- [EXCERPTED DATA]
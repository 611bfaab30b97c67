use std::io::Write;

use once_cell::sync::OnceCell;

use super::Primitive;
use crate::aperture::Aperture;
use crate::format::{write_draw, write_move};
use crate::geometry::BoundingBox;
use crate::spacial::Position;
use crate::types::ApertureShape;

/// Chords per millimeter of arc length, i.e. one chord per 0.1mm.
const CHORDS_PER_MM: f64 = 10.0;

/// A stroked (elliptical) arc, drawn as a polyline of short chords.
#[derive(Debug, Clone)]
pub struct ArcPrimitive {
    pub center: Position,
    pub radius: f64,
    pub x_scale: f64,
    pub y_scale: f64,
    /// Radians, `start_angle <= end_angle`.
    pub start_angle: f64,
    pub end_angle: f64,
    pub shape: ApertureShape,
    pub thickness: f64,
    bounding_box: OnceCell<BoundingBox>,
}

impl ArcPrimitive {
    /// Angles are in degrees and may be given in either order.
    pub fn new(
        center: Position,
        radius: f64,
        shape: ApertureShape,
        x_scale: f64,
        y_scale: f64,
        start_degrees: f64,
        end_degrees: f64,
        thickness: f64,
    ) -> Self {
        let (start_degrees, end_degrees) = match start_degrees > end_degrees {
            true => (end_degrees, start_degrees),
            false => (start_degrees, end_degrees),
        };

        Self {
            center,
            radius,
            x_scale,
            y_scale,
            start_angle: start_degrees.to_radians(),
            end_angle: end_degrees.to_radians(),
            shape,
            thickness,
            bounding_box: OnceCell::new(),
        }
    }

    /// Number of chords, so that each one spans at most ~0.1mm of arc.
    pub fn segments(&self) -> usize {
        let length = (self.end_angle - self.start_angle) * self.radius;
        (0.5 + length * CHORDS_PER_MM).floor() as usize + 1
    }

    /// Chord end points, shared by drawing and the bounding box so that both agree.
    pub fn generate_points(&self) -> Vec<Position> {
        let segments = self.segments();
        let delta = (self.end_angle - self.start_angle) / segments as f64;

        (0..=segments)
            .map(|i| {
                let angle = self.start_angle + delta * i as f64;
                Position::new(
                    self.center.x + self.x_scale * angle.cos() * self.radius,
                    self.center.y + self.y_scale * angle.sin() * self.radius,
                )
            })
            .collect()
    }
}

impl Primitive for ArcPrimitive {
    fn write_gerber<W: Write>(&self, w: &mut W, _aperture_index: Option<u32>) -> std::io::Result<()> {
        let points = self.generate_points();
        let Some((first, rest)) = points.split_first() else {
            return Ok(());
        };
        write_move(w, *first)?;
        for point in rest {
            write_draw(w, *point)?;
        }
        Ok(())
    }

    fn aperture(&self) -> Option<Aperture> {
        Some(Aperture::new(self.shape, self.thickness))
    }

    fn bounding_box(&self) -> BoundingBox {
        *self
            .bounding_box
            .get_or_init(|| BoundingBox::from_points(&self.generate_points()))
    }
}

#[cfg(test)]
mod arc_tests {
    use std::f64::consts::{FRAC_PI_2, PI};

    use rstest::rstest;

    use super::*;

    fn arc(radius: f64, start: f64, end: f64, thickness: f64) -> ArcPrimitive {
        ArcPrimitive::new(Position::origin(), radius, ApertureShape::Circle, 1.0, 1.0, start, end, thickness)
    }

    #[rstest]
    #[case(0.1)]
    #[case(1.0)]
    #[case(5.0)]
    fn test_full_circle_bounds_ignore_thickness(#[case] thickness: f64) {
        // when
        let bbox = arc(10.0, 0.0, 360.0, thickness).bounding_box();

        // then
        assert!((bbox.min.x - -10.0).abs() <= 1e-3, "min.x: {}", bbox.min.x);
        assert!((bbox.min.y - -10.0).abs() <= 1e-3, "min.y: {}", bbox.min.y);
        assert!((bbox.max.x - 10.0).abs() <= 1e-3, "max.x: {}", bbox.max.x);
        assert!((bbox.max.y - 10.0).abs() <= 1e-3, "max.y: {}", bbox.max.y);
    }

    #[test]
    fn test_angles_are_normalized_and_converted() {
        let arc = arc(1.0, 90.0, 0.0, 0.1);

        assert_eq!(arc.start_angle, 0.0);
        assert!((arc.end_angle - FRAC_PI_2).abs() < 1e-12);
    }

    #[rstest]
    // quarter circle of radius 1 is ~1.57mm long
    #[case(1.0, 90.0, 17)]
    #[case(10.0, 360.0, 629)]
    #[case(0.0, 360.0, 1)]
    fn test_segment_count(#[case] radius: f64, #[case] end: f64, #[case] expected: usize) {
        assert_eq!(arc(radius, 0.0, end, 0.1).segments(), expected);
    }

    #[test]
    fn test_half_circle_bounds() {
        let bbox = arc(2.0, 0.0, 180.0, 0.5).bounding_box();

        assert!((bbox.min.x - -2.0).abs() < 1e-9);
        assert!((bbox.max.x - 2.0).abs() < 1e-9);
        assert!(bbox.min.y.abs() < 1e-9);
        assert!((bbox.max.y - 2.0).abs() < 1e-3);
    }

    #[test]
    fn test_scaled_arc_is_elliptical() {
        let arc = ArcPrimitive::new(Position::new(1.0, 1.0), 1.0, ApertureShape::Circle, 2.0, 1.0, 0.0, 360.0, 0.1);

        let bbox = arc.bounding_box();

        assert!((bbox.width() - 4.0).abs() < 1e-3);
        assert!((bbox.height() - 2.0).abs() < 1e-3);
    }

    #[test]
    fn test_drawn_points_match_bounding_box() {
        // given
        let arc = arc(3.0, 10.0, 200.0, 0.2);

        // when
        let mut buffer = Vec::new();
        arc.write_gerber(&mut buffer, Some(11)).unwrap();
        let source = String::from_utf8(buffer).unwrap();

        // then
        assert_eq!(source.matches("D02*").count(), 1);
        assert_eq!(source.matches("D01*").count(), arc.segments());
        let bbox = arc.bounding_box();
        let (start_sin, start_cos) = (10.0_f64.to_radians()).sin_cos();
        assert!(bbox.max.x >= 3.0 * start_cos - 1e-9);
        assert!(bbox.max.y >= 3.0 * start_sin - 1e-9);
        assert!(bbox.min.x >= -3.0 - 1e-9);
        assert!(bbox.max.y <= 3.0 * (PI / 2.0).sin() + 1e-9);
    }

    #[test]
    fn test_aperture() {
        let arc = ArcPrimitive::new(Position::origin(), 1.0, ApertureShape::Rectangle, 1.0, 1.0, 0.0, 90.0, 0.3);

        assert_eq!(arc.aperture(), Some(Aperture::new(ApertureShape::Rectangle, 0.3)));
    }
}
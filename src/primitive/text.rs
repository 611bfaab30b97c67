use std::fmt::{Debug, Formatter};
use std::io::Write;
use std::sync::Arc;

use once_cell::sync::OnceCell;

use super::Primitive;
use crate::aperture::Aperture;
use crate::font::{Font, TextLayout, TextOptions, TextPlacement};
use crate::geometry::BoundingBox;
use crate::spacial::Position;

/// A run of text, expanded into glyph region fills only when written or measured.
#[derive(Clone)]
pub struct TextPrimitive {
    pub origin: Position,
    /// `1.0`, or `-1.0` for mirrored text.
    pub x_scale: f64,
    pub message: String,
    pub font: Arc<Font>,
    /// Font size in points.
    pub pts: f64,
    pub options: TextOptions,
    bounding_box: OnceCell<BoundingBox>,
}

impl TextPrimitive {
    pub fn new(
        origin: Position,
        x_scale: f64,
        message: impl Into<String>,
        font: Arc<Font>,
        pts: f64,
        options: TextOptions,
    ) -> Self {
        Self {
            origin,
            x_scale,
            message: message.into(),
            font,
            pts,
            options,
            bounding_box: OnceCell::new(),
        }
    }

    pub fn layout(&self) -> TextLayout {
        let placement = TextPlacement {
            origin: self.origin,
            x_scale: self.x_scale,
            pts: self.pts,
            options: self.options,
        };
        TextLayout::new(&self.font, &self.message, &placement)
    }
}

impl Debug for TextPrimitive {
    fn fmt(&self, f: &mut Formatter<'_>) -> std::fmt::Result {
        f.debug_struct("TextPrimitive")
            .field("origin", &self.origin)
            .field("x_scale", &self.x_scale)
            .field("message", &self.message)
            .field("font", &self.font.id)
            .field("pts", &self.pts)
            .field("options", &self.options)
            .finish()
    }
}

impl Primitive for TextPrimitive {
    fn write_gerber<W: Write>(&self, w: &mut W, _aperture_index: Option<u32>) -> std::io::Result<()> {
        self.layout().write_gerber(w)
    }

    fn aperture(&self) -> Option<Aperture> {
        None
    }

    fn bounding_box(&self) -> BoundingBox {
        *self
            .bounding_box
            .get_or_init(|| self.layout().bounding_box)
    }
}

- [PROBLEM DETAILS] Copy all lines from the material that include "TextLayout".

- [YOUR RESPONSE]
use crate::font::{Font, TextLayout, TextOptions, TextPlacement};
    pub fn layout(&self) -> TextLayout {
        TextLayout::new(&self.font, &self.message, &placement)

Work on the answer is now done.